Within the framework of its activities, the POPULISMUS research project has organized a three-day international methodological workshop aiming at an in-depth exploration of theoretical, methodological and analytical issues related to the analysis of populist discourse. The workshop took place at the Aristotle University Research Dissemination Centre from the 11th to the 13th of July 2014 with the participation of international and Greek scholars specializing in the area of the project and its methodology.

Yannis Stavrakakis (Aristotle University of Thessaloniki, PI of the POPULISMUS project) opened the workshop with the first orientation session, where he laid out the aims, methods and scope of the POPULISMUS project in a detailed presentation. His presentation included a brief review of the relevant literature, a historical account of the populist phenomenon (from the 19th century onwards) in all its complexity and variability, and finally some proposals that aimed at overcoming the theoretical and analytical impasses affecting current research.

Following this introductory lecture, the first panel focused on linguistic and corpora-based methods of discourse analysis that could contribute in the empirical study of populist discourse. Periklis Politis (Aristotle University of Thessaloniki) offered an overview of corpus linguistics techniques and presented the advantages of an empirical bottom-up approach based on verbal and/or multimodal material. On a very similar track, Titika Dimitroulia and Dionysis Goutsos (Aristotle University of Thessaloniki and University of Athens) offered an introduction to corpora and corpus linguistics as a theoretical approach and a research method for the social sciences. Their theoretical presentation was enhanced with an empirical application of their quantitative method through an example of analysis that concerned populism in Greek-speaking corpora (namely the discourse of Alexis Tsipras, leader of the radical left opposition in Greece, considered to be a prime example of contemporary left-wing populism in Europe). Finally, Eliza Kitis (Aristotle University of Thessaloniki) reflected on what a linguistically inspired discourse analysis can contribute to the analysis of certain words or signifiers when it comes to analyzing public discourses. More specifically, she focused on the word ‘populism’ but also on its Greek ‘equivalent’ term ‘λαϊκισμός’ and its pejorative derivative verb, which is difficult to find in any other language and could be here translated as ‘populize’ (λαϊκίζω).

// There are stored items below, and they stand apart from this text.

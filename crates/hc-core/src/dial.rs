//! Connections pinned to one already-resolved address.
//!
//! A probe validates a service under its DNS name but connects to one
//! specific address of that name, so a domain with several addresses gets
//! every address checked on its own. Nothing in here resolves names: the
//! TCP dialer only takes socket addresses, and the HTTP client answers name
//! lookups with the pinned address and treats any other name as a fault.

use std::error::Error as StdError;
use std::io;
use std::net::SocketAddr;
use std::sync::Arc;

use async_trait::async_trait;
use reqwest::dns::{Addrs, Name, Resolve, Resolving};
use reqwest::Client;
use thiserror::Error;
use tokio::net::TcpStream;
use tokio_rustls::rustls::pki_types::ServerName;
use tokio_rustls::rustls::{self, ClientConfig, RootCertStore};
use tokio_rustls::TlsConnector;

use crate::error::ProbeError;

#[async_trait]
pub trait Dial: Send + Sync {
    async fn dial(&self, addr: SocketAddr) -> io::Result<TcpStream>;
}

/// Plain TCP connect to exactly the given address.
#[derive(Debug, Clone, Copy, Default)]
pub struct TcpDialer;

#[async_trait]
impl Dial for TcpDialer {
    async fn dial(&self, addr: SocketAddr) -> io::Result<TcpStream> {
        TcpStream::connect(addr).await
    }
}

/// The HTTP stack tried to reach a host other than the one it was pinned to.
#[derive(Debug, Clone, Error, PartialEq, Eq)]
#[error("transport pinned to {pinned} was asked to resolve {requested}")]
pub struct PinViolation {
    pub pinned: String,
    pub requested: String,
}

struct PinnedResolve {
    host: String,
    addr: SocketAddr,
}

impl Resolve for PinnedResolve {
    fn resolve(&self, name: Name) -> Resolving {
        let requested = name.as_str();
        if !requested.eq_ignore_ascii_case(&self.host) {
            let violation = PinViolation {
                pinned: self.host.clone(),
                requested: requested.to_string(),
            };
            return Box::pin(futures::future::ready(Err(
                Box::new(violation) as Box<dyn StdError + Send + Sync>
            )));
        }
        let addrs: Addrs = Box::new(std::iter::once(self.addr));
        Box::pin(futures::future::ready(Ok(addrs)))
    }
}

/// HTTP client that sends every request for `host` to `addr`.
///
/// TLS still validates against `host` (taken from the request URL), at
/// TLS 1.3 or newer. Redirects are not followed and connections are not
/// pooled, so each client talks to the pinned address once per request.
pub fn pinned_client(host: &str, addr: SocketAddr) -> Result<Client, ProbeError> {
    Client::builder()
        .dns_resolver(Arc::new(PinnedResolve {
            host: host.to_string(),
            addr,
        }))
        .no_proxy()
        .redirect(reqwest::redirect::Policy::none())
        .pool_max_idle_per_host(0)
        .min_tls_version(reqwest::tls::Version::TLS_1_3)
        .user_agent(concat!("healthcheck/", env!("CARGO_PKG_VERSION")))
        .build()
        .map_err(|e| ProbeError::fault(format!("{host}/{addr}"), format!("build pinned client: {e}")))
}

/// Whether `err` was caused by the pinned resolver refusing another host.
pub fn is_pin_violation(err: &(dyn StdError + 'static)) -> bool {
    let mut current: Option<&(dyn StdError + 'static)> = Some(err);
    while let Some(e) = current {
        if e.is::<PinViolation>() {
            return true;
        }
        current = e.source();
    }
    false
}

/// Map a failed pinned request to the probe taxonomy.
pub fn classify_http_error(err: &reqwest::Error, target: &str, stage: &str) -> ProbeError {
    if is_pin_violation(err) {
        return ProbeError::fault(target, format!("{stage}: {}", error_chain(err)));
    }
    if err.is_decode() || err.is_body() {
        return ProbeError::protocol(target, stage, error_chain(err));
    }
    ProbeError::connection(target, stage, error_chain(err))
}

/// `err` and all its sources joined into one line. reqwest's own display
/// omits the underlying cause.
pub fn error_chain(err: &(dyn StdError + 'static)) -> String {
    let mut out = err.to_string();
    let mut current = err.source();
    while let Some(e) = current {
        out.push_str(": ");
        out.push_str(&e.to_string());
        current = e.source();
    }
    out
}

/// TLS client config used for STARTTLS: TLS 1.3 only, webpki roots.
pub fn tls13_connector() -> Result<TlsConnector, ProbeError> {
    tls13_connector_with_roots(RootCertStore {
        roots: webpki_roots::TLS_SERVER_ROOTS.to_vec(),
    })
}

pub fn tls13_connector_with_roots(roots: RootCertStore) -> Result<TlsConnector, ProbeError> {
    let provider = Arc::new(rustls::crypto::ring::default_provider());
    let config = ClientConfig::builder_with_provider(provider)
        .with_protocol_versions(&[&rustls::version::TLS13])
        .map_err(|e| ProbeError::fault("tls", format!("TLS 1.3 config: {e}")))?
        .with_root_certificates(roots)
        .with_no_client_auth();
    Ok(TlsConnector::from(Arc::new(config)))
}

pub fn server_name(host: &str) -> Result<ServerName<'static>, ProbeError> {
    ServerName::try_from(host.to_string())
        .map_err(|e| ProbeError::fault(host, format!("invalid TLS server name: {e}")))
}

#[cfg(test)]
mod tests {
    use super::*;
    use crate::error::FailureKind;
    use tokio::net::TcpListener;
    use wiremock::matchers::{header, method, path};
    use wiremock::{Mock, MockServer, ResponseTemplate};

    #[tokio::test]
    async fn pinned_client_reaches_pinned_address_without_dns() {
        let server = MockServer::start().await;
        Mock::given(method("GET"))
            .and(path("/ping"))
            .and(header("host", format!("homeserver.invalid:{}", server.address().port()).as_str()))
            .respond_with(ResponseTemplate::new(200).set_body_string("pong"))
            .expect(1)
            .mount(&server)
            .await;

        let client = pinned_client("homeserver.invalid", *server.address()).unwrap();
        let url = format!("http://homeserver.invalid:{}/ping", server.address().port());
        let response = client.get(&url).send().await.unwrap();
        assert_eq!(response.status(), 200);
        assert_eq!(response.text().await.unwrap(), "pong");
    }

    #[tokio::test]
    async fn other_host_is_a_pin_violation() {
        let server = MockServer::start().await;
        Mock::given(method("GET"))
            .respond_with(ResponseTemplate::new(200))
            .expect(0)
            .mount(&server)
            .await;

        let client = pinned_client("homeserver.invalid", *server.address()).unwrap();
        let url = format!("http://elsewhere.invalid:{}/", server.address().port());
        let err = client.get(&url).send().await.unwrap_err();
        assert!(is_pin_violation(&err), "{}", error_chain(&err));
        assert_eq!(
            classify_http_error(&err, "elsewhere.invalid", "GET").kind(),
            FailureKind::Fault
        );
    }

    #[tokio::test]
    async fn refused_connection_is_connection_failure() {
        let listener = TcpListener::bind("127.0.0.1:0").await.unwrap();
        let addr = listener.local_addr().unwrap();
        drop(listener);

        let client = pinned_client("homeserver.invalid", addr).unwrap();
        let url = format!("http://homeserver.invalid:{}/", addr.port());
        let err = client.head(&url).send().await.unwrap_err();
        assert!(!is_pin_violation(&err));
        assert_eq!(
            classify_http_error(&err, "homeserver.invalid", "HEAD").kind(),
            FailureKind::Connection
        );
    }

    #[tokio::test]
    async fn tcp_dialer_connects_to_exact_address() {
        let listener = TcpListener::bind("127.0.0.1:0").await.unwrap();
        let addr = listener.local_addr().unwrap();
        let accept = tokio::spawn(async move { listener.accept().await.map(|(_, peer)| peer) });

        let stream = TcpDialer.dial(addr).await.unwrap();
        assert_eq!(stream.peer_addr().unwrap(), addr);
        assert_eq!(accept.await.unwrap().unwrap(), stream.local_addr().unwrap());
    }

    #[test]
    fn tls_connector_builds() {
        assert!(tls13_connector().is_ok());
    }

    #[test]
    fn server_name_accepts_dns_names() {
        assert!(server_name("mx1.example.org").is_ok());
        assert!(server_name("not a host").is_err());
    }
}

In the second panel the focus shifted from linguistic to post-structuralist methods of discourse analysis. Yannis Karagiannis (University of Crete) tried to offer a synthetic approach that borrowed elements from both Foucauldian and other post-structuralist and critical orientations of social research. Yannis Pechtelidis (University of Thessaly) presented an empirical examination of the conceptualization of the Greek ‘youth’ as a ‘subjects at risk’, by focusing on two prominent newspapers, one leaning to the left and one leaning to the right, through a methodological framework that combined Foucault’s method with the innovations of the ‘Essex School’ of discourse analysis as well as youth studies. Yvonne Kosma (American College of Thessaloniki) closed the panel with a practical application of the Foucauldian method of discourse analysis in the analysis of film, also drawing inspiration and additional theoretical/analytical tools from cultural studies.

This first day of the workshop was concluded with the second orientation session where Jason Glynos (Essex University) presented his ‘logics approach’ as a method of critical analysis inspired by the post-structuralist tradition, that combines both theoretical rigour and clarity and the potential for empirical application. After advancing his theoretical argument, he moved on to examine the UK financial crisis and reform process in order to illustrate the merits of what he termed a ‘nodal framework’.